(Stored data)
========================================

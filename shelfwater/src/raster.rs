use anyhow::{Context, Result};
use gdal::spatial_ref::SpatialRef;
use gdal::Dataset;
use std::path::Path;

use crate::geo_core::BoundingBox;

/// Single-band raster grid held in memory.
/// Wraps the first band of a classified raster together with the affine
/// geotransform that maps cell indices to world coordinates.
pub struct RasterGrid {
    /// Cell values, row-major, top row first
    data: Vec<f64>,
    width: usize,
    height: usize,
    /// GDAL-style affine transform: [origin_x, px_w, rot_x, origin_y, rot_y, px_h]
    geo_transform: [f64; 6],
    /// Spatial reference of the raster, when the file declares one
    srs: Option<SpatialRef>,
}

impl RasterGrid {
    /// Open a raster file and read band 1 into memory.
    /// The dataset handle is released when this function returns,
    /// on the error paths included.
    pub fn open<P: AsRef<Path>>(path: P) -> Result<Self> {
        let path = path.as_ref();
        let dataset =
            Dataset::open(path).context(format!("Failed to open raster: {:?}", path))?;

        if dataset.raster_count() < 1 {
            anyhow::bail!("Raster has no bands: {:?}", path);
        }

        let (width, height) = dataset.raster_size();
        let geo_transform = dataset
            .geo_transform()
            .context(format!("Raster has no usable geotransform: {:?}", path))?;

        let band = dataset.rasterband(1).context("Failed to get band 1")?;
        let buffer = band
            .read_as::<f64>((0, 0), (width, height), (width, height), None)
            .context("Failed to read band 1")?;

        let srs = dataset.spatial_ref().ok();

        Ok(RasterGrid {
            data: buffer.data,
            width,
            height,
            geo_transform,
            srs,
        })
    }

    /// Build a grid from raw parts. Rows are stored top-down, row-major.
    pub fn from_parts(
        data: Vec<f64>,
        width: usize,
        height: usize,
        geo_transform: [f64; 6],
    ) -> Result<Self> {
        if data.len() != width * height {
            anyhow::bail!(
                "Grid data length {} does not match shape {}x{}",
                data.len(),
                width,
                height
            );
        }
        Ok(RasterGrid {
            data,
            width,
            height,
            geo_transform,
            srs: None,
        })
    }

    pub fn data(&self) -> &[f64] {
        &self.data
    }

    pub fn width(&self) -> usize {
        self.width
    }

    pub fn height(&self) -> usize {
        self.height
    }

    /// Grid shape as (width, height)
    pub fn shape(&self) -> (usize, usize) {
        (self.width, self.height)
    }

    pub fn geo_transform(&self) -> &[f64; 6] {
        &self.geo_transform
    }

    pub fn spatial_ref(&self) -> Option<&SpatialRef> {
        self.srs.as_ref()
    }

    /// World coordinates of the center of cell (col, row).
    pub fn cell_center(&self, col: usize, row: usize) -> (f64, f64) {
        let gt = &self.geo_transform;
        let c = col as f64 + 0.5;
        let r = row as f64 + 0.5;
        let x = gt[0] + c * gt[1] + r * gt[2];
        let y = gt[3] + c * gt[4] + r * gt[5];
        (x, y)
    }

    /// Spatial extent covered by the grid, from the four corner cells.
    pub fn bounding_box(&self) -> BoundingBox {
        let gt = &self.geo_transform;
        let corners = [
            (0.0, 0.0),
            (self.width as f64, 0.0),
            (0.0, self.height as f64),
            (self.width as f64, self.height as f64),
        ];

        let mut min_x = f64::INFINITY;
        let mut min_y = f64::INFINITY;
        let mut max_x = f64::NEG_INFINITY;
        let mut max_y = f64::NEG_INFINITY;
        for (c, r) in corners {
            let x = gt[0] + c * gt[1] + r * gt[2];
            let y = gt[3] + c * gt[4] + r * gt[5];
            min_x = min_x.min(x);
            min_y = min_y.min(y);
            max_x = max_x.max(x);
            max_y = max_y.max(y);
        }

        BoundingBox::new(min_x, min_y, max_x, max_y)
    }
}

========================================

= TASK =
Find the word "usize" in the records. Copy every line it appears in.

= YOUR RESPONSE =
    width: usize,
    height: usize,
        width: usize,
        height: usize,
    pub fn width(&self) -> usize {
    pub fn height(&self) -> usize {
    pub fn shape(&self) -> (usize, usize) {
    pub fn cell_center(&self, col: usize, row: usize) -> (f64, f64) {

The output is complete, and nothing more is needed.